The Philippine National Bureau of Investigation (NBI) said Wednesday that it will file criminal charges this week against a man suspected to have spread the crippling “Love Bug” computer virus.
NBI director Federico Opinion said in published reports that charges will be filed against Onel de Guzman, a 22 year-old computer school dropout who lives in Manila. Opinion said that de Guzman will be the only suspect to face criminal charges.
However, officials will be forced to charge de Guzman under provisions that govern credit card fraud because the country did not have laws covering acts of cyber-terrorism when the crime occurred.
Since the outbreak of the “Love Bug,” the Philippines has enacted the E-Commerce Act, which fines hackers a minimum of $2,350 (US$) and carries a three-year jail term. The act went into effect Wednesday when Philippines President Joseph Estrada signed it, but it is not retroactive.
No Harm Intended?
Officials said that de Guzman will be charged under the Access Devices Regulation Act that governs illegal usage of personal identification numbers and credit cards.
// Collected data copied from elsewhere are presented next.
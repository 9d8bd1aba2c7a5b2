/*!
 * 赛季配置解析模块
 *
 * 把共享命令库与赛季配置合并成赛季最终可用的命令集。
 * 合并规则：按 include 顺序拼接类别命令，再应用赛季覆盖项，
 * 最后并入赛季自定义命令；同 ID 冲突时赛季侧定义优先。
 */

use crate::config::error::{ConfigError, ConfigResult};
use crate::config::library::CommandLibrary;
use crate::config::paths::WorkspacePaths;
use crate::config::types::{SeasonConfig, StartingPosition};
use crate::config::validator::CommandValidator;
use crate::model::{CommandDefinition, CommandSequence};
use serde::Serialize;
use std::collections::{HashMap, HashSet};
use tracing::{debug, info, warn};

/// 赛季解析结果
///
/// 包含该赛季全部可用命令、命令序列和起始位置。
/// `commands` 的顺序是确定的：类别按 include 顺序、类别内按文件
/// 顺序、新增的自定义命令按配置顺序附加在末尾。
#[derive(Debug, Clone, Serialize)]
pub struct ResolvedSeason {
    /// 赛季标识（目录名）
    pub name: String,

    /// 赛季显示名称
    pub display_name: String,

    /// 合并后的命令列表
    pub commands: Vec<CommandDefinition>,

    /// 命令序列列表
    pub sequences: Vec<CommandSequence>,

    /// 起始位置列表
    pub starting_positions: Vec<StartingPosition>,
}

impl ResolvedSeason {
    /// 按 ID 查找命令
    pub fn command(&self, id: &str) -> Option<&CommandDefinition> {
        self.commands.iter().find(|c| c.id == id)
    }

    /// 按 ID 查找命令序列
    pub fn sequence(&self, id: &str) -> Option<&CommandSequence> {
        self.sequences.iter().find(|s| s.id == id)
    }

    /// 按类别分组返回命令，分组顺序与命令出现顺序一致
    pub fn commands_by_category(&self) -> Vec<(String, Vec<&CommandDefinition>)> {
        let mut groups: Vec<(String, Vec<&CommandDefinition>)> = Vec::new();
        for command in &self.commands {
            match groups.iter_mut().find(|(name, _)| *name == command.category) {
                Some((_, list)) => list.push(command),
                None => groups.push((command.category.clone(), vec![command])),
            }
        }
        groups
    }
}

/// 赛季配置解析器
pub struct SeasonResolver {
    paths: WorkspacePaths,
    library: CommandLibrary,
}

impl SeasonResolver {
    /// 创建解析器
    pub fn new(paths: &WorkspacePaths) -> Self {
        Self {
            paths: paths.clone(),
            library: CommandLibrary::new(paths),
        }
    }

    /// 共享命令库
    pub fn library(&self) -> &CommandLibrary {
        &self.library
    }

    /// 加载赛季配置文件
    pub async fn load_season_config(&self, season: &str) -> ConfigResult<SeasonConfig> {
        let path = self.paths.season_config_file(season);

        let content = match tokio::fs::read_to_string(&path).await {
            Ok(content) => content,
            Err(e) if e.kind() == std::io::ErrorKind::NotFound => {
                return Err(ConfigError::season_not_found(season, path));
            }
            Err(e) => {
                return Err(ConfigError::io(
                    format!("reading season config {}", path.display()),
                    e,
                ));
            }
        };

        serde_json::from_str(&content).map_err(|e| ConfigError::parse(&path, e))
    }

    /// 解析一个赛季的完整命令集
    ///
    /// 任何一个被引用的类别缺失或非法都会使解析整体失败，
    /// 不会退回部分结果。
    pub async fn resolve(&self, season: &str) -> ConfigResult<ResolvedSeason> {
        let config = self.load_season_config(season).await?;

        self.validate_season_entries(season, &config)?;

        // 按 include 顺序拼接类别命令。跨类别的同 ID 定义只有在赛季
        // 配置自行接管该 ID（覆盖项或同名自定义命令）时才被允许，
        // 此时保留首个定义，后续定义丢弃。
        let mut commands: Vec<CommandDefinition> = Vec::new();
        let mut sources: HashMap<String, String> = HashMap::new();
        for name in &config.include_commands_from {
            let file = self.library.load_category(name).await?;
            for command in file.commands {
                if let Some(first) = sources.get(&command.id) {
                    let season_resolves = config.command_overrides.contains_key(&command.id)
                        || config.custom_commands.iter().any(|c| c.id == command.id);
                    if !season_resolves {
                        return Err(ConfigError::ConflictingCommandId {
                            id: command.id.clone(),
                            first: first.clone(),
                            second: file.category.clone(),
                        });
                    }
                    debug!(
                        "命令 {} 在类别 {} 与 {} 中重复定义，由赛季配置接管",
                        command.id, first, file.category
                    );
                    continue;
                }
                sources.insert(command.id.clone(), file.category.clone());
                commands.push(command);
            }
        }

        // 应用覆盖项：只改写覆盖项里出现的字段
        for command in &mut commands {
            if let Some(patch) = config.command_overrides.get(&command.id) {
                patch.apply(command);
            }
        }
        let mut unmatched: Vec<&str> = config
            .command_overrides
            .keys()
            .filter(|id| {
                !commands.iter().any(|c| &c.id == *id)
                    && !config.custom_commands.iter().any(|c| &c.id == *id)
            })
            .map(String::as_str)
            .collect();
        unmatched.sort_unstable();
        for id in unmatched {
            warn!("赛季 {} 的覆盖项 {} 未匹配任何命令，已忽略", season, id);
        }

        // 并入自定义命令：同 ID 原位替换，新 ID 附加到末尾
        for custom in &config.custom_commands {
            match commands.iter_mut().find(|c| c.id == custom.id) {
                Some(existing) => *existing = custom.clone(),
                None => commands.push(custom.clone()),
            }
        }

        // 序列只能引用最终命令集里存在的 ID
        for sequence in &config.command_sequences {
            for command_id in &sequence.command_ids {
                if !commands.iter().any(|c| &c.id == command_id) {
                    return Err(ConfigError::UnknownSequenceCommand {
                        sequence: sequence.id.clone(),
                        command: command_id.clone(),
                    });
                }
            }
        }

        // 合并完成后命令 ID 必须唯一
        let mut ids = HashSet::new();
        for command in &commands {
            if !ids.insert(command.id.as_str()) {
                return Err(ConfigError::internal(format!(
                    "duplicate command id '{}' survived season resolution",
                    command.id
                )));
            }
        }

        let resolved = ResolvedSeason {
            name: season.to_string(),
            display_name: config.display_name(season).to_string(),
            commands,
            sequences: config.command_sequences.clone(),
            starting_positions: config.starting_positions.clone(),
        };

        info!(
            "赛季 {} 解析完成: {} 条命令, {} 个序列, {} 个起始位置",
            season,
            resolved.commands.len(),
            resolved.sequences.len(),
            resolved.starting_positions.len()
        );
        Ok(resolved)
    }

    /// 校验赛季配置自带的条目（自定义命令、序列、起始位置）
    fn validate_season_entries(&self, season: &str, config: &SeasonConfig) -> ConfigResult<()> {
        let mut errors = Vec::new();
        let mut warnings = Vec::new();

        let mut custom_ids = HashSet::new();
        for custom in &config.custom_commands {
            CommandValidator::validate_command(custom, &mut errors, &mut warnings);
            if !custom_ids.insert(custom.id.as_str()) {
                errors.push(format!("自定义命令 ID {} 重复定义", custom.id));
            }
        }

        let mut sequence_ids = HashSet::new();
        for sequence in &config.command_sequences {
            let report = CommandValidator::validate_sequence(sequence);
            errors.extend(report.errors);
            warnings.extend(report.warnings);
            if !sequence_ids.insert(sequence.id.as_str()) {
                errors.push(format!("序列 ID {} 重复定义", sequence.id));
            }
        }

        for position in &config.starting_positions {
            let report = CommandValidator::validate_starting_position(position);
            errors.extend(report.errors);
            warnings.extend(report.warnings);
        }

        if !errors.is_empty() {
            return Err(ConfigError::InvalidSeason {
                name: season.to_string(),
                errors,
            });
        }
        for warning in &warnings {
            warn!("赛季 {} 存在警告: {}", season, warning);
        }
        Ok(())
    }
}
However, legal experts say that it may be difficult to prosecute him under the Act.
According to published reports, de Guzman is also being charged with malicious mischief. If he is convicted, de Guzman could spend up to a maximum of 20 years in jail.
De Guzman’s attorney contends that his client may have transmitted the virus, but that he meant no harm.
Failed Thesis Proposal
NBI officials, speaking on condition of anonymity, said the bureau’s probe indicated that the virus — which has caused at least $7 billion in damages worldwide — was spread using four hacked e-mail addresses. Philippine investigators said they were led to de Guzman through the e-mail addresses.
Further investigation uncovered a thesis that he had submitted at his computer school which detailed how to steal passwords for free time on the Internet and how to replicate files — key components of the virus.
“[De Guzman] started developing the virus even before proposing his thesis,” one NBI officer said. “He pursued it despite the disapproval of his proposal and succeeded in achieving his objective of stealing passwords to avail of free Internet use.”
A search conducted by NBI agents at de Guzman’s residence yielded 17 diskettes, one of which contained a virus program similar to the Love Bug. The program, apparently written by de Guzman’s friend, Michael Buen, also identified other students from the AMA Computer College.
Buen has denied any involvement in the spread of the virus.